Erin Chandler moved to Los Angeles after graduating from the University of Kentucky in 1989, hoping to make a career as a film actress.
She had her shots: a few TV roles on shows such as Chicago Hope and The Net, and film work that included producing and acting in fellow UK alum Leslie Jordan's autobiographical movie Lost in the Pershing Point Hotel.
But a point came when Chandler realized the big break that thousands of aspiring stars in L.A. long for probably wasn't coming.
"I talked to my Aunt Toss, and she was like, 'You're not some little waif with nowhere to go,'" Chandler recalls. "She said, 'Come home.'
"When I got here, it was like I was just flush with creativity, like I was dropped in this totally amazing little town that I am having a totally different experience with than I did the first time around."

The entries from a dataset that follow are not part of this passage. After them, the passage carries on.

// SPDX-License-Identifier: PMPL-1.0-or-later
// Copyright (c) 2026 Jonathan D.A. Jewell (hyperpolymath) <jonathan.jewell@open.ac.uk>
//
// Fetch, render, print. One device at a time, in inventory order.

use assetlabel_inventory::DeviceSource;
use assetlabel_print::{PrintBackend, PrintDispatcher, PrintReport};
use assetlabel_render::{LabelRenderer, RenderedLabel};
use tracing::{error, info, warn};

/// What one run did.
#[derive(Debug, Default)]
pub struct RunSummary {
    /// Devices returned by the inventory.
    pub devices: usize,
    pub rendered: Vec<RenderedLabel>,
    pub render_failures: usize,
    /// `None` when printing was disabled or there was nothing to print.
    pub print: Option<PrintReport>,
}

pub struct Pipeline<S, B> {
    source: S,
    renderer: LabelRenderer,
    dispatcher: Option<PrintDispatcher<B>>,
}

impl<S: DeviceSource, B: PrintBackend> Pipeline<S, B> {
    /// Pass `None` as the dispatcher to render without printing.
    pub fn new(source: S, renderer: LabelRenderer, dispatcher: Option<PrintDispatcher<B>>) -> Self {
        Self {
            source,
            renderer,
            dispatcher,
        }
    }

    pub fn run(&mut self) -> RunSummary {
        let devices = self.source.fetch_devices();
        if devices.is_empty() {
            info!("No devices found");
            return RunSummary::default();
        }

        let mut summary = RunSummary {
            devices: devices.len(),
            ..RunSummary::default()
        };
        for device in &devices {
            match self.renderer.render(device) {
                Ok(label) => summary.rendered.push(label),
                Err(err) => {
                    error!(device_id = %device.id, error = %err, "could not render label");
                    summary.render_failures += 1;
                }
            }
        }

        match &self.dispatcher {
            Some(_) if summary.rendered.is_empty() => {
                warn!("no label rendered, nothing to print");
            }
            Some(dispatcher) => {
                let files: Vec<_> = summary.rendered.iter().map(|label| &label.path).collect();
                summary.print = Some(dispatcher.dispatch(&files));
            }
            None => info!(labels = summary.rendered.len(), "printing disabled"),
        }

        info!(
            devices = summary.devices,
            rendered = summary.rendered.len(),
            render_failures = summary.render_failures,
            "run finished"
        );
        summary
    }
}

#[cfg(test)]
mod tests {
    use super::*;
    use assetlabel_core::error::{LabelError, Result};
    use assetlabel_core::{AppConfig, Device, InventoryConfig, LabelConfig};
    use assetlabel_inventory::InventoryClient;
    use std::cell::RefCell;
    use std::io::{Read, Write};
    use std::net::{TcpListener, TcpStream};
    use std::path::{Path, PathBuf};
    use std::thread;

    struct Fixed(Vec<Device>);

    impl DeviceSource for Fixed {
        fn fetch_devices(&self) -> Vec<Device> {
            self.0.clone()
        }
    }

    #[derive(Default)]
    struct Recorder {
        printed: RefCell<Vec<(PathBuf, String)>>,
    }

    impl PrintBackend for Recorder {
        fn print_file(&self, file: &Path, printer: &str) -> Result<()> {
            self.printed
                .borrow_mut()
                .push((file.to_path_buf(), printer.to_string()));
            Ok(())
        }
    }

    /// Renderer that never finds a TrueType face, so output does not depend
    /// on the fonts installed on the machine.
    fn renderer(dir: &Path) -> LabelRenderer {
        let config = LabelConfig {
            font_dirs: Vec::new(),
            ..LabelConfig::default()
        };
        LabelRenderer::new(config, dir)
    }

    fn read_request_line(stream: &mut TcpStream) -> String {
        let mut buf = Vec::new();
        let mut chunk = [0u8; 1024];
        loop {
            let n = stream.read(&mut chunk).unwrap_or(0);
            if n == 0 {
                break;
            }
            buf.extend_from_slice(&chunk[..n]);
            if buf.windows(4).any(|w| w == b"\r\n\r\n") {
                break;
            }
        }
        String::from_utf8_lossy(&buf)
            .lines()
            .next()
            .unwrap_or_default()
            .to_string()
    }

    /// Two-page NetBox stand-in: three physical devices and one VM.
    fn serve_two_pages() -> String {
        let listener = TcpListener::bind("127.0.0.1:0").expect("bind");
        let base = format!("http://{}", listener.local_addr().expect("addr"));
        let first = format!(
            r#"{{"count": 4, "next": "{base}/api/dcim/devices/?offset=2", "previous": null,
                "results": [
                  {{"id": 1, "name": "sw-01.lan", "asset_tag": "INV-001",
                    "device_type": {{"model": "C9300", "slug": "c9300"}}}},
                  {{"id": 2, "name": "vm-web.lan", "asset_tag": null,
                    "device_type": {{"model": "VM", "slug": "vm"}}}}
                ]}}"#
        );
        let second = r#"{"count": 4, "next": null, "previous": null,
            "results": [
              {"id": 3, "name": "ap-3.floor2", "asset_tag": "",
               "device_type": {"model": "AP-515", "slug": "ap-515"}},
              {"id": 4, "name": null, "asset_tag": "INV-004",
               "device_type": {"model": "", "slug": "pdu"}}
            ]}"#
        .to_string();

        thread::spawn(move || {
            for stream in listener.incoming() {
                let Ok(mut stream) = stream else { continue };
                let line = read_request_line(&mut stream);
                let body = if line.contains("offset=2") { &second } else { &first };
                let reply = format!(
                    "HTTP/1.1 200 OK\r\nContent-Type: application/json\r\nContent-Length: {}\r\nConnection: close\r\n\r\n{body}",
                    body.len()
                );
                let _ = stream.write_all(reply.as_bytes());
            }
        });
        base
    }

    #[test]
    fn two_pages_of_inventory_end_up_on_the_printer() {
        let base = serve_two_pages();
        let out = tempfile::tempdir().expect("tempdir");
        let client = InventoryClient::new(&InventoryConfig {
            base_url: base,
            token: "t0ken".into(),
            page_size: None,
        })
        .expect("client");

        let devices = client.fetch_devices();
        assert_eq!(devices.len(), 3);

        let recorder = Recorder::default();
        let dispatcher = PrintDispatcher::new(&recorder, "Brother QL-720NW USB");
        let mut pipeline = Pipeline::new(client, renderer(out.path()), Some(dispatcher));
        let summary = pipeline.run();

        assert_eq!(summary.devices, 3);
        assert_eq!(summary.render_failures, 0);
        let titles: Vec<&str> = summary.rendered.iter().map(|l| l.title.as_str()).collect();
        assert_eq!(titles, vec!["sw-01", "ap-3", "unnamed-4"]);
        for label in &summary.rendered {
            assert!(label.path.is_file(), "{} missing", label.path.display());
        }

        let report = summary.print.expect("print report");
        assert_eq!(report.printed.len(), 3);
        assert!(report.is_complete());
        let printed = recorder.printed.borrow();
        assert_eq!(printed.len(), 3);
        assert!(printed.iter().all(|(_, printer)| printer == "Brother QL-720NW USB"));
    }

    #[test]
    fn empty_inventory_does_nothing() {
        let out = tempfile::tempdir().expect("tempdir");
        let recorder = Recorder::default();
        let mut pipeline = Pipeline::new(
            Fixed(Vec::new()),
            renderer(out.path()),
            Some(PrintDispatcher::new(&recorder, "QL")),
        );
        let summary = pipeline.run();

        assert_eq!(summary.devices, 0);
        assert!(summary.rendered.is_empty());
        assert!(summary.print.is_none());
        assert!(recorder.printed.borrow().is_empty());
        assert_eq!(std::fs::read_dir(out.path()).expect("read_dir").count(), 0);
    }

    #[test]
    fn render_only_skips_the_printer() {
        let out = tempfile::tempdir().expect("tempdir");
        let mut pipeline: Pipeline<_, Recorder> = Pipeline::new(
            Fixed(vec![Device::new(7, "rtr-7", "INV-7"), Device::new(8, "rtr-8", "")]),
            renderer(out.path()),
            None,
        );
        let summary = pipeline.run();

        assert_eq!(summary.rendered.len(), 2);
        assert!(summary.print.is_none());
        assert!(out.path().join("rtr-7.png").is_file());
        assert!(out.path().join("rtr-8.png").is_file());
    }

    #[test]
    fn render_failures_are_counted_and_printing_skipped() {
        let out = tempfile::tempdir().expect("tempdir");
        let recorder = Recorder::default();
        let mut pipeline = Pipeline::new(
            Fixed(vec![Device::new(1, "a", ""), Device::new(2, "b", "")]),
            renderer(&out.path().join("missing")),
            Some(PrintDispatcher::new(&recorder, "QL")),
        );
        let summary = pipeline.run();

        assert_eq!(summary.devices, 2);
        assert_eq!(summary.render_failures, 2);
        assert!(summary.print.is_none());
        assert!(recorder.printed.borrow().is_empty());
    }

    #[test]
    fn print_failures_do_not_stop_the_batch() {
        struct Jammed;
        impl PrintBackend for Jammed {
            fn print_file(&self, _: &Path, _: &str) -> Result<()> {
                Err(LabelError::Print("paper jam".into()))
            }
        }

        let out = tempfile::tempdir().expect("tempdir");
        let mut pipeline = Pipeline::new(
            Fixed(vec![Device::new(1, "a", ""), Device::new(2, "b", "")]),
            renderer(out.path()),
            Some(PrintDispatcher::new(Jammed, AppConfig::default().printer.name)),
        );
        let report = pipeline.run().print.expect("print report");
        assert_eq!(report.failed.len(), 2);
        assert!(report.printed.is_empty());
    }
}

Chandler, 45, is one of the Kentucky Chandlers, granddaughter of A.B. "Happy" Chandler, the two-time Kentucky governor, U.S. senator and commissioner of baseball; and cousin of U.S. Rep. Ben Chandler, a Versailles Democrat who is Toss' son. Though politics and law are what the Chandlers are known for, Erin Chandler says there is an artistic streak in her family. Her aunt Mimi Lewis acted in Hollywood in the 1940s, and her grandmother Angelee Bryant is a published poet.
Lexington audiences will get to see Chandler at work this week as she plays Violet Weston, the pill-popping matriarch of an Oklahoma family that falls apart after the death of Violet's husband, Beverly, in the University of Kentucky Theatre production of Tracy Letts' August: Osage County. Chandler is in her final semester of work on a master's degree in theater from UK.
Director Vic Chaney said he did not know quite what to expect from Chandler when she auditioned.
"There was a point where I thought, 'Is she paraphrasing?' because her delivery was so natural, it seemed like she was making it up," Chaney recalled. "So I had the stage director look at the script, and it was word for word."
Chandler says Chaney told her to "find the 'vile' in Violet," a woman who mercilessly tears her children apart and simultaneously reveres and loathes her philandering late husband.
For the actress, it's been a treat to work on an acclaimed piece of modern theatrical literature because, after she finishes her master's at UK, she plans to start work on a master's in creative non- fiction from Spalding University in Louisville.
"I feel like everything I went through was perfect preparation," Chandler says. "It's given me so much to write about."
Though she is from a prominent family, her life has had rough patches, including the divorce when she was 8 years old of her parents, Dan Chandler, who died in 2004, and Lynne Bryant Chandler, who now lives in North Carolina. Her brother Chan died at age 30 in 1993.
After the divorce, her father moved to Las Vegas and worked at casinos including Caesar's Palace. Erin Chandler and her brother spent the school year in the idyllic world of Woodford County and summers in Sin City.
Those experiences fueled Chandler's writing, primarily the novel Junebug vs. Hurricane, which she said her agent is shopping to publishers. The book also has been turned into a stage play; writer-director Nick Cassavetes is interested in turning it into a movie.
While Vegas wasn't the best environment for a child, Chandler says, the theater bug bit as she hung out backstage with dancers for artists such as Sammy Davis Jr. and Andy Williams.
"By the time I got to UK, I knew I was going to be a theater major, no question," Chandler says.
Now, she is enjoying being back on the stage of UK's Guignol Theatre, though life has presented her another challenge. In her late 20s, Chandler was diagnosed with polymyositis, a chronic inflammation of the muscles that makes acts such as climbing stairs difficult. It's an ailment she has been able to work into her portrayal of Violet, who is supposed to be 20 years older than Chandler, but she says it was another reason she realized she needed to look at things other than acting.
"I can live life, but I can't go mountain climbing at the moment," Chandler says. "It's not fatal, it just makes you physically weak."
Since being back in Lexington, Chandler says, she also has read at the Holler Poets Series at Al's Bar.
Although she has written a play, Chandler would like to follow in the footsteps of new-journalism writers like Hunter S. Thompson and Joan Didion.
"I can't think of anything more fun," Chandler says, "than to go out and have these really wild experiences and then come back and write about them."